The reply should be a single number: the count of lines below that contain the word "tagName".

Top of Materials provided

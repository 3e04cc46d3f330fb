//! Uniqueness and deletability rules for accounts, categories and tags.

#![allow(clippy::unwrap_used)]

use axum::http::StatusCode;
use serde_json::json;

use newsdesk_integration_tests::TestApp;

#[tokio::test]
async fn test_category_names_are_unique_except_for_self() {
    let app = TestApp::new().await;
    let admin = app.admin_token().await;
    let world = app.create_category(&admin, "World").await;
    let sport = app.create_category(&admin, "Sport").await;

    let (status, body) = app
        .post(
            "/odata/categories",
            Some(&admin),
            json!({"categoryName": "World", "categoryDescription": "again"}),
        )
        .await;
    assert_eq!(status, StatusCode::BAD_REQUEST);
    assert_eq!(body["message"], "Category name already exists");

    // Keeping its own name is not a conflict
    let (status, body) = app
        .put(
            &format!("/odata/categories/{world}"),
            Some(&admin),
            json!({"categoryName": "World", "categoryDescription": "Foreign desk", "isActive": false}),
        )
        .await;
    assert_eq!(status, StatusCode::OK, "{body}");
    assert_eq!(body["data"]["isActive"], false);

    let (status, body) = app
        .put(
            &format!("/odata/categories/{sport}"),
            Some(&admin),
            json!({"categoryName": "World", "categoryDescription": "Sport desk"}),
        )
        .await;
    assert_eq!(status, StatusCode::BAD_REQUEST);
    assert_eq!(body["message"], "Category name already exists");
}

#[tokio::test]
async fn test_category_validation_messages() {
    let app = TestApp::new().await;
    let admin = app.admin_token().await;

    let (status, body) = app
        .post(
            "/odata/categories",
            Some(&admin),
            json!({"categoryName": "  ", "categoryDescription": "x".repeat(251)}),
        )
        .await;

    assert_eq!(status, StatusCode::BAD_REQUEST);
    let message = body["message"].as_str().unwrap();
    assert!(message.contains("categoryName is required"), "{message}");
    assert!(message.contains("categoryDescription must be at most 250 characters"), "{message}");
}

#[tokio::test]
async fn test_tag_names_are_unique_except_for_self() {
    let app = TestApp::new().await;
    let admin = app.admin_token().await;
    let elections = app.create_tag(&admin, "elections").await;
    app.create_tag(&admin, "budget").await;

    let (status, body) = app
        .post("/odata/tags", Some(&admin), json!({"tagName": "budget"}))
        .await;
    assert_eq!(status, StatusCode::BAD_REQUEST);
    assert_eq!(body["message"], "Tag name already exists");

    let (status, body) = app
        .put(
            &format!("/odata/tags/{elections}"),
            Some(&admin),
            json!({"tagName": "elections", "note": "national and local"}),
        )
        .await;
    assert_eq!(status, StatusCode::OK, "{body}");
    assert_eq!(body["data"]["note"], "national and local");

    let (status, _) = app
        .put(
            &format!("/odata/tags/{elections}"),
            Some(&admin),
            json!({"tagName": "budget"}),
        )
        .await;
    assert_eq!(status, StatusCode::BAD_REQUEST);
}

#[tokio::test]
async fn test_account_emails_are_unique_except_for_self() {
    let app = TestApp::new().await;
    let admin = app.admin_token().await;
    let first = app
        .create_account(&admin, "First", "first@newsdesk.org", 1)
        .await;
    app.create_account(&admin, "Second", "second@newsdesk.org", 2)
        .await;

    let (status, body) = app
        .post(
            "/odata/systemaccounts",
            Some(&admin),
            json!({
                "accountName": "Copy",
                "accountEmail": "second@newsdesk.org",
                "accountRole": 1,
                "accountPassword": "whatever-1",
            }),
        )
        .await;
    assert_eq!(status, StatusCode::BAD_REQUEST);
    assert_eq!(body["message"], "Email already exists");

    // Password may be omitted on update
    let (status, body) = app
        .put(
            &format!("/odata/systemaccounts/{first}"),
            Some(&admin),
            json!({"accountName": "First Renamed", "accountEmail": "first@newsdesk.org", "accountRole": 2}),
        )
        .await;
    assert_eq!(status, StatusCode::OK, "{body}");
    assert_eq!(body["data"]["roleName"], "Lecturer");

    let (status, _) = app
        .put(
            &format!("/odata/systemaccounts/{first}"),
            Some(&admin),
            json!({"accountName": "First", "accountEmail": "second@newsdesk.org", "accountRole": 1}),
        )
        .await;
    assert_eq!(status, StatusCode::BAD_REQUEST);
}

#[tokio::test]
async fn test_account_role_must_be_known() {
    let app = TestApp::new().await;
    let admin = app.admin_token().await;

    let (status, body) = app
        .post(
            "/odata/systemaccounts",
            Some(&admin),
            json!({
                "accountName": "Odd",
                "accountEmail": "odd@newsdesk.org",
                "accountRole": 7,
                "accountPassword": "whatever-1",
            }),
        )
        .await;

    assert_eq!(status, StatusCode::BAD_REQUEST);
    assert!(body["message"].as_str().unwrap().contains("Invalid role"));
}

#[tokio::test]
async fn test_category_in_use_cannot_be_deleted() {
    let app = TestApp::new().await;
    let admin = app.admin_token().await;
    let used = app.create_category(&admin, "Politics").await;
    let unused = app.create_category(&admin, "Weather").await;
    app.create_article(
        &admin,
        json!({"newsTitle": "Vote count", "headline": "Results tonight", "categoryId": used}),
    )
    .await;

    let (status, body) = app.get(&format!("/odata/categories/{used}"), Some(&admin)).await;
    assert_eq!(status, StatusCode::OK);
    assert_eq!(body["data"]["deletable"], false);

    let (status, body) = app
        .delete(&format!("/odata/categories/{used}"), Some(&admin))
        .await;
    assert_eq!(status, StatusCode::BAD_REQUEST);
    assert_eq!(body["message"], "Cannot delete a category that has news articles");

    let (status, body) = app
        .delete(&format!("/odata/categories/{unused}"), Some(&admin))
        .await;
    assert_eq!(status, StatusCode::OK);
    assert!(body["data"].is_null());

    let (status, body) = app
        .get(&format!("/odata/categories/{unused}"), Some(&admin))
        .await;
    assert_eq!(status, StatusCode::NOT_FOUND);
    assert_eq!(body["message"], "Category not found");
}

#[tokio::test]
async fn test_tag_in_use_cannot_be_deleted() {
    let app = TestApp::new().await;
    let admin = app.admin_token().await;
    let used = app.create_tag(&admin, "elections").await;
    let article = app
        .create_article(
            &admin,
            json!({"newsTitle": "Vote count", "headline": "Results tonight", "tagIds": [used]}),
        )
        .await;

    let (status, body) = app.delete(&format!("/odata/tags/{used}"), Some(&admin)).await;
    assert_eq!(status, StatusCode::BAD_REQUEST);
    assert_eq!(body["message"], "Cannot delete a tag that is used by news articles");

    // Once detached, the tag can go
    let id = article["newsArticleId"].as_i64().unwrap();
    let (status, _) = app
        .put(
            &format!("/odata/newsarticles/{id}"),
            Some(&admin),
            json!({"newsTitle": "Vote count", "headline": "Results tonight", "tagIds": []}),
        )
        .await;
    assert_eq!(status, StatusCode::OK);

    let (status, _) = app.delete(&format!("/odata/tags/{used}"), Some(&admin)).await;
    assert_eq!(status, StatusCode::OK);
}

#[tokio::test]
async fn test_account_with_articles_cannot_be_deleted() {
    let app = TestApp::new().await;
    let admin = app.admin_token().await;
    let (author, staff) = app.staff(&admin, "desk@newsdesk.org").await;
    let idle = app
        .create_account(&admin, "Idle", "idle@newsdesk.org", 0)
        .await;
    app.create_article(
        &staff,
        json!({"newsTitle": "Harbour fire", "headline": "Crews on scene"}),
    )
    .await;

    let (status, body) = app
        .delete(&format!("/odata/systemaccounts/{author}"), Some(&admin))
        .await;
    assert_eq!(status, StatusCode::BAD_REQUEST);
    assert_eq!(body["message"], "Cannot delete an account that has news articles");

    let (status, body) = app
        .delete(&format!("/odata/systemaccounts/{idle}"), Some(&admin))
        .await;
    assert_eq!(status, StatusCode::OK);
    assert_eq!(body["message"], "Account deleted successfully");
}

Bottom of Materials provided

● **Answer to the exercise**
3